Para me lavar a alma, no meu zapping de domingo, também fui parar a um  programa da RTP 3 onde o ambiente era saudavelmente diferente. Para começar e desde logo, tanto o comentador sportinguista como o benfiquista descartaram o suposto penalty, fazendo notar como o jogador do Boavista já ia em queda contra Brahimi. Depois, sobretudo João Gobern (o único benfiquista habitante televisivo que merece respeito e merece ser ouvido), disse aquilo que de essencial havia para dizer sobre o jogo do Bessa:

- que nos primeiros vinte minutos não houve praticamente jogo, tamanhas foram as interrupções promovidas pelos jogadores e banco do Boavista, com o objectivo de evitar que o FC Porto pegasse no jogo desde o início;
- que, a partir daí, o FC Porto, e apenas o FC Porto, foi à procura da vitória sem desfalecimentos, e que o facto de a ter conseguido a segundos do final só mostra a vontade e a confiança da equipa;
- tanto mais notável quanto vinha do desgaste de um jogo de alta competição europeia a meio da semana;
- que, mais uma vez, Sérgio Conceição arriscou tudo para ganhar o jogo, metendo, uma após outra, todas as armas ofensivas de que dispunha;
- que não é aceitável a violência (não simples dureza) com que o Boavista jogou desde o início - por mais tradicional que seja.

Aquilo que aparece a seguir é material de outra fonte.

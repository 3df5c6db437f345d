// src/classifier/mod.rs
// =============================================================================
// Link classification for a single page.
//
// Submodules:
// - base_url:   validates the base URL
// - predicates: decides whether an element is a page link, feed or stylesheet
// - domain:     scopes links to the base host and normalizes them
// - page:       PageLinkClassifier, which ties it all together and caches
// - report:     sorted, serializable snapshot of the results
// - error:      ClassifierError
// =============================================================================

mod base_url;
mod domain;
mod error;
mod page;
mod predicates;
mod report;

pub use base_url::validate_base_url;
pub use domain::{link_form, normalize_domain_link, LinkForm};
pub use error::{ClassifierError, Result};
pub use page::PageLinkClassifier;
pub use predicates::{has_image_extension, is_feed, is_page_link, is_stylesheet};
pub use report::{LinkCategory, LinkReport};
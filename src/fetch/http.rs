// src/fetch/http.rs
// =============================================================================
// Fetches pages over HTTP(S) with reqwest.
//
// Key functionality:
// - One reqwest Client per opener (connection pooling across fetches)
// - Request timeout and redirect limit from OpenerConfig
// - Non-2xx responses are errors; the body is only read on success
// - The body is decoded using the response charset and handed on as UTF-8
// =============================================================================

use std::time::Duration;

use anyhow::{anyhow, Context, Result};
use async_trait::async_trait;
use reqwest::Client;
use tracing::debug;

use super::Opener;

pub const DEFAULT_TIMEOUT_SECS: u64 = 10;
pub const DEFAULT_MAX_REDIRECTS: usize = 5;
pub const DEFAULT_USER_AGENT: &str = concat!("page-links/", env!("CARGO_PKG_VERSION"));

/// Settings for the HTTP opener.
#[derive(Debug, Clone, PartialEq, Eq)]
pub struct OpenerConfig {
    pub timeout: Duration,
    pub max_redirects: usize,
    pub user_agent: String,
}

impl Default for OpenerConfig {
    fn default() -> Self {
        Self {
            timeout: Duration::from_secs(DEFAULT_TIMEOUT_SECS),
            max_redirects: DEFAULT_MAX_REDIRECTS,
            user_agent: DEFAULT_USER_AGENT.to_string(),
        }
    }
}

/// An [`Opener`] that performs a GET request.
#[derive(Debug, Clone)]
pub struct HttpOpener {
    client: Client,
}

impl HttpOpener {
    pub fn new() -> Result<Self> {
        Self::with_config(&OpenerConfig::default())
    }

    pub fn with_config(config: &OpenerConfig) -> Result<Self> {
        let client = Client::builder()
            .timeout(config.timeout)
            .redirect(reqwest::redirect::Policy::limited(config.max_redirects))
            .user_agent(config.user_agent.as_str())
            .build()
            .context("Failed to create HTTP client")?;

        Ok(Self { client })
    }
}

#[async_trait]
impl Opener for HttpOpener {
    async fn open(&self, url: &str) -> Result<Vec<u8>> {
        debug!("Fetching {}", url);

        let response = self.client.get(url).send().await?;
        let status = response.status();

        if !status.is_success() {
            return Err(anyhow!("HTTP {} for {}", status.as_u16(), url));
        }

        // text() honours the charset in Content-Type, so whatever the page
        // was encoded in, the parser gets UTF-8
        let body = response.text().await?;
        debug!("Fetched {} ({} bytes, HTTP {})", url, body.len(), status.as_u16());

        Ok(body.into_bytes())
    }
}
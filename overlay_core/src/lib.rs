pub mod cache;
pub mod config;
pub mod diff;
pub mod dispatch;
pub mod error;
pub mod event_log;
pub mod events;
pub mod holder;
pub mod overlay;
pub mod permission;
pub mod resource;

pub use cache::InMemoryCache;
pub use config::OverlayConfig;
pub use diff::OverlayDiff;
pub use dispatch::{ChangeNotification, Notification, OverlayDispatcher};
pub use error::{OverlayError, Result};
pub use event_log::{ChangeKind, EventLog, OverlayRecord};
pub use events::{EventMetadata, OverlayEvent, OverlayUpdate};
pub use holder::{
    resolve_holder, resolve_permission_holder, HolderLookup, Member, PermissionHolder,
    ResolvedHolder, Role,
};
pub use overlay::{Holder, OverlayMasks, PermissionOverlay};
pub use permission::{decode, encode, Permission, PermissionSet};
pub use resource::{
    AnyResource, Category, Resource, ResourceKind, StoreChannel, TextChannel, VoiceChannel,
};
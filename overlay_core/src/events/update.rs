use super::{EventMetadata, OverlayEvent};
use crate::diff::OverlayDiff;
use crate::holder::{HolderLookup, Member, PermissionHolder, Role};
use crate::overlay::{OverlayMasks, PermissionOverlay};
use crate::permission::PermissionSet;
use crate::resource::Resource;

/// An existing overlay changed its allow or deny mask.
///
/// The overlay carried by the event is live and already holds the new masks.
/// The previous masks are frozen here when the event is built, so the caller
/// must capture them before mutating the overlay and build the event after.
/// Getting that order wrong yields an event whose old and new state match.
#[derive(Debug, Clone)]
pub struct OverlayUpdate<R> {
    event: OverlayEvent<R>,
    old: OverlayMasks,
}

impl<R: Resource> OverlayUpdate<R> {
    pub fn new(resource: R, overlay: PermissionOverlay, old_allow: u64, old_deny: u64) -> Self {
        Self::with_metadata(resource, overlay, old_allow, old_deny, EventMetadata::default())
    }

    pub fn with_metadata(
        resource: R,
        overlay: PermissionOverlay,
        old_allow: u64,
        old_deny: u64,
        metadata: EventMetadata,
    ) -> Self {
        Self {
            event: OverlayEvent::with_metadata(resource, overlay, metadata),
            old: OverlayMasks::new(old_allow, old_deny),
        }
    }

    /// The generic view shared with create and delete events
    pub fn event(&self) -> &OverlayEvent<R> {
        &self.event
    }

    pub fn into_event(self) -> OverlayEvent<R> {
        self.event
    }

    pub fn resource(&self) -> &R {
        self.event.resource()
    }

    /// The updated overlay, holding the new masks
    pub fn permission_overlay(&self) -> &PermissionOverlay {
        self.event.permission_overlay()
    }

    pub fn metadata(&self) -> &EventMetadata {
        self.event.metadata()
    }

    pub fn is_role_override(&self) -> bool {
        self.event.is_role_override()
    }

    pub fn is_member_override(&self) -> bool {
        self.event.is_member_override()
    }

    pub fn permission_holder<C>(&self, cache: &C) -> Option<Box<dyn PermissionHolder>>
    where
        C: HolderLookup + ?Sized,
    {
        self.event.permission_holder(cache)
    }

    pub fn member<C>(&self, cache: &C) -> Option<Member>
    where
        C: HolderLookup + ?Sized,
    {
        self.event.member(cache)
    }

    pub fn role<C>(&self, cache: &C) -> Option<Role>
    where
        C: HolderLookup + ?Sized,
    {
        self.event.role(cache)
    }

    /// The masks as they were before the update
    pub fn old_masks(&self) -> OverlayMasks {
        self.old
    }

    pub fn old_allow_raw(&self) -> u64 {
        self.old.allow_raw()
    }

    pub fn old_deny_raw(&self) -> u64 {
        self.old.deny_raw()
    }

    /// `!(old_allow | old_deny)` over all 64 bits, unregistered bits included
    pub fn old_inherited_raw(&self) -> u64 {
        self.old.inherited_raw()
    }

    pub fn old_allow(&self) -> PermissionSet {
        self.old.allow()
    }

    pub fn old_deny(&self) -> PermissionSet {
        self.old.deny()
    }

    pub fn old_inherited(&self) -> PermissionSet {
        self.old.inherited()
    }

    /// Compare the frozen old masks against the overlay's current masks.
    pub fn diff(&self) -> OverlayDiff {
        OverlayDiff::between(self.old, self.permission_overlay().masks())
    }
}
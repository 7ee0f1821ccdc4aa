use crate::permission::{decode, PermissionSet};
use serde::{Deserialize, Serialize};
use std::fmt;
use std::sync::{Arc, PoisonError, RwLock};
use uuid::Uuid;

/// Who a permission overlay applies to.
#[derive(Debug, Clone, Copy, PartialEq, Eq, PartialOrd, Ord, Hash, Serialize, Deserialize)]
#[serde(tag = "type", content = "id", rename_all = "snake_case")]
pub enum Holder {
    /// A single member.
    Member(Uuid),
    /// Every member carrying the role.
    Role(Uuid),
}

impl Holder {
    pub fn id(&self) -> Uuid {
        match self {
            Holder::Member(id) | Holder::Role(id) => *id,
        }
    }

    pub fn is_member(&self) -> bool {
        matches!(self, Holder::Member(_))
    }

    pub fn is_role(&self) -> bool {
        matches!(self, Holder::Role(_))
    }
}

impl fmt::Display for Holder {
    fn fmt(&self, f: &mut fmt::Formatter<'_>) -> fmt::Result {
        match self {
            Holder::Member(id) => write!(f, "member {}", id),
            Holder::Role(id) => write!(f, "role {}", id),
        }
    }
}

/// An allow/deny pair as stored on an overlay.
///
/// Both masks are kept verbatim. A bit present in both is not rejected here;
/// consumers that evaluate permissions treat it as denied.
#[derive(Debug, Clone, Copy, Default, PartialEq, Eq, Hash, Serialize, Deserialize)]
pub struct OverlayMasks {
    pub allow: u64,
    pub deny: u64,
}

impl OverlayMasks {
    pub fn new(allow: u64, deny: u64) -> Self {
        Self { allow, deny }
    }

    pub fn allow_raw(&self) -> u64 {
        self.allow
    }

    pub fn deny_raw(&self) -> u64 {
        self.deny
    }

    /// Bits with no explicit decision, over the whole 64-bit domain.
    ///
    /// Unregistered high bits are included; [`decode`] drops them.
    pub fn inherited_raw(&self) -> u64 {
        !(self.allow | self.deny)
    }

    /// Bits that are both allowed and denied.
    pub fn conflicting_raw(&self) -> u64 {
        self.allow & self.deny
    }

    pub fn allow(&self) -> PermissionSet {
        decode(self.allow)
    }

    pub fn deny(&self) -> PermissionSet {
        decode(self.deny)
    }

    pub fn inherited(&self) -> PermissionSet {
        decode(self.inherited_raw())
    }
}

#[derive(Debug)]
struct OverlayInner {
    resource_id: Uuid,
    holder: Holder,
    masks: RwLock<OverlayMasks>,
}

/// A permission overlay for one holder on one resource.
///
/// Cloning yields another handle to the same overlay, so every clone sees
/// the current masks. Handles are read-only outside this crate; the
/// [`OverlayDispatcher`](crate::dispatch::OverlayDispatcher) holding the
/// overlay is the only writer.
///
/// ```compile_fail
/// use overlay_core::{Holder, PermissionOverlay};
/// use uuid::Uuid;
///
/// let overlay = PermissionOverlay::new(Uuid::nil(), Holder::Role(Uuid::nil()), 0, 0);
/// overlay.replace_masks(1, 0);
/// ```
#[derive(Clone)]
pub struct PermissionOverlay {
    inner: Arc<OverlayInner>,
}

impl PermissionOverlay {
    pub fn new(resource_id: Uuid, holder: Holder, allow: u64, deny: u64) -> Self {
        Self {
            inner: Arc::new(OverlayInner {
                resource_id,
                holder,
                masks: RwLock::new(OverlayMasks::new(allow, deny)),
            }),
        }
    }

    pub fn resource_id(&self) -> Uuid {
        self.inner.resource_id
    }

    pub fn holder(&self) -> Holder {
        self.inner.holder
    }

    pub fn holder_id(&self) -> Uuid {
        self.inner.holder.id()
    }

    pub fn is_role_override(&self) -> bool {
        self.inner.holder.is_role()
    }

    pub fn is_member_override(&self) -> bool {
        self.inner.holder.is_member()
    }

    /// Snapshot of the current allow/deny pair.
    pub fn masks(&self) -> OverlayMasks {
        // The masks are plain values, so a poisoned lock still holds a valid pair.
        *self
            .inner
            .masks
            .read()
            .unwrap_or_else(PoisonError::into_inner)
    }

    pub fn allow_raw(&self) -> u64 {
        self.masks().allow_raw()
    }

    pub fn deny_raw(&self) -> u64 {
        self.masks().deny_raw()
    }

    pub fn inherited_raw(&self) -> u64 {
        self.masks().inherited_raw()
    }

    pub fn allow(&self) -> PermissionSet {
        self.masks().allow()
    }

    pub fn deny(&self) -> PermissionSet {
        self.masks().deny()
    }

    pub fn inherited(&self) -> PermissionSet {
        self.masks().inherited()
    }

    /// Store new masks and return the pair they replaced.
    ///
    /// The swap happens under one write lock, so the returned pair is
    /// exactly the state just before the new one became visible.
    pub(crate) fn replace_masks(&self, allow: u64, deny: u64) -> OverlayMasks {
        let mut masks = self
            .inner
            .masks
            .write()
            .unwrap_or_else(PoisonError::into_inner);
        std::mem::replace(&mut *masks, OverlayMasks::new(allow, deny))
    }

    /// Whether both handles point at the same overlay.
    pub fn ptr_eq(&self, other: &PermissionOverlay) -> bool {
        Arc::ptr_eq(&self.inner, &other.inner)
    }
}

impl fmt::Debug for PermissionOverlay {
    fn fmt(&self, f: &mut fmt::Formatter<'_>) -> fmt::Result {
        let masks = self.masks();
        f.debug_struct("PermissionOverlay")
            .field("resource_id", &self.inner.resource_id)
            .field("holder", &self.inner.holder)
            .field("allow", &format_args!("{:#x}", masks.allow))
            .field("deny", &format_args!("{:#x}", masks.deny))
            .finish()
    }
}
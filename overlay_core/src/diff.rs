use crate::overlay::OverlayMasks;
use crate::permission::{decode, PermissionSet};
use serde::{Deserialize, Serialize};

/// Difference between two states of the same overlay.
#[derive(Debug, Clone, Copy, PartialEq, Eq, Serialize, Deserialize)]
pub struct OverlayDiff {
    pub old: OverlayMasks,
    pub new: OverlayMasks,
}

impl OverlayDiff {
    pub fn between(old: OverlayMasks, new: OverlayMasks) -> Self {
        Self { old, new }
    }

    /// Bits whose allow or deny state changed, registered or not.
    pub fn changed_raw(&self) -> u64 {
        (self.old.allow ^ self.new.allow) | (self.old.deny ^ self.new.deny)
    }

    /// True when the raw masks are identical.
    pub fn is_empty(&self) -> bool {
        self.changed_raw() == 0
    }

    pub fn newly_allowed(&self) -> PermissionSet {
        decode(self.new.allow & !self.old.allow)
    }

    pub fn no_longer_allowed(&self) -> PermissionSet {
        decode(self.old.allow & !self.new.allow)
    }

    pub fn newly_denied(&self) -> PermissionSet {
        decode(self.new.deny & !self.old.deny)
    }

    pub fn no_longer_denied(&self) -> PermissionSet {
        decode(self.old.deny & !self.new.deny)
    }

    /// Permissions that had an explicit decision before and now fall through.
    pub fn newly_inherited(&self) -> PermissionSet {
        decode(self.new.inherited_raw() & !self.old.inherited_raw())
    }
}
//! Events describing overlay changes on a resource.
//!
//! [`OverlayEvent`] is shared by every change kind. [`OverlayUpdate`] adds
//! the masks the overlay held before the update. Both are generic over the
//! resource kind; see [`variants`] for the typed aliases.

mod metadata;
mod update;
pub mod variants;

pub use metadata::EventMetadata;
pub use update::OverlayUpdate;
pub use variants::*;

use crate::holder::{
    resolve_member, resolve_permission_holder, resolve_role, HolderLookup, Member,
    PermissionHolder, Role,
};
use crate::overlay::{Holder, PermissionOverlay};
use crate::resource::Resource;

/// An overlay on `resource` was created, updated or deleted.
#[derive(Debug, Clone)]
pub struct OverlayEvent<R> {
    resource: R,
    overlay: PermissionOverlay,
    metadata: EventMetadata,
}

impl<R: Resource> OverlayEvent<R> {
    pub fn new(resource: R, overlay: PermissionOverlay) -> Self {
        Self::with_metadata(resource, overlay, EventMetadata::default())
    }

    pub fn with_metadata(resource: R, overlay: PermissionOverlay, metadata: EventMetadata) -> Self {
        Self {
            resource,
            overlay,
            metadata,
        }
    }

    /// The resource the overlay belongs to
    pub fn resource(&self) -> &R {
        &self.resource
    }

    /// The affected overlay. Reads reflect its current state.
    pub fn permission_overlay(&self) -> &PermissionOverlay {
        &self.overlay
    }

    pub fn metadata(&self) -> &EventMetadata {
        &self.metadata
    }

    pub fn holder(&self) -> Holder {
        self.overlay.holder()
    }

    pub fn is_role_override(&self) -> bool {
        self.overlay.is_role_override()
    }

    /// Whether the overlay targets a member.
    ///
    /// [`OverlayEvent::member`] can still be `None` when the member is not cached.
    pub fn is_member_override(&self) -> bool {
        self.overlay.is_member_override()
    }

    /// The cached member or role, whichever the overlay targets
    pub fn permission_holder<C>(&self, cache: &C) -> Option<Box<dyn PermissionHolder>>
    where
        C: HolderLookup + ?Sized,
    {
        resolve_permission_holder(&self.overlay, cache)
    }

    pub fn member<C>(&self, cache: &C) -> Option<Member>
    where
        C: HolderLookup + ?Sized,
    {
        resolve_member(&self.overlay, cache)
    }

    pub fn role<C>(&self, cache: &C) -> Option<Role>
    where
        C: HolderLookup + ?Sized,
    {
        resolve_role(&self.overlay, cache)
    }

    pub fn into_parts(self) -> (R, PermissionOverlay, EventMetadata) {
        (self.resource, self.overlay, self.metadata)
    }
}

E a isto, eu tenho a acrescentar apenas o seguinte: aquela violência, que talvez esteja no ADN do clube, apesar de tudo, não era natural: havia ali jogadores com uma máscara de raiva que era mais própria de uma guerra civil do que de um jogo de futebol. E, obviamente, ela não nasceu por decisão espontânea dos jogadores: foi uma decisão táctica de quem prefere entrar em campo para dar porrada, intimidar, aleijar se necessário, do que para jogar à bola. Mais do que um jogo, o FC Porto ganhou um combate. E fiquei com a ideia de que havia muita gente que já sabia o que esperava os portistas no Bessa.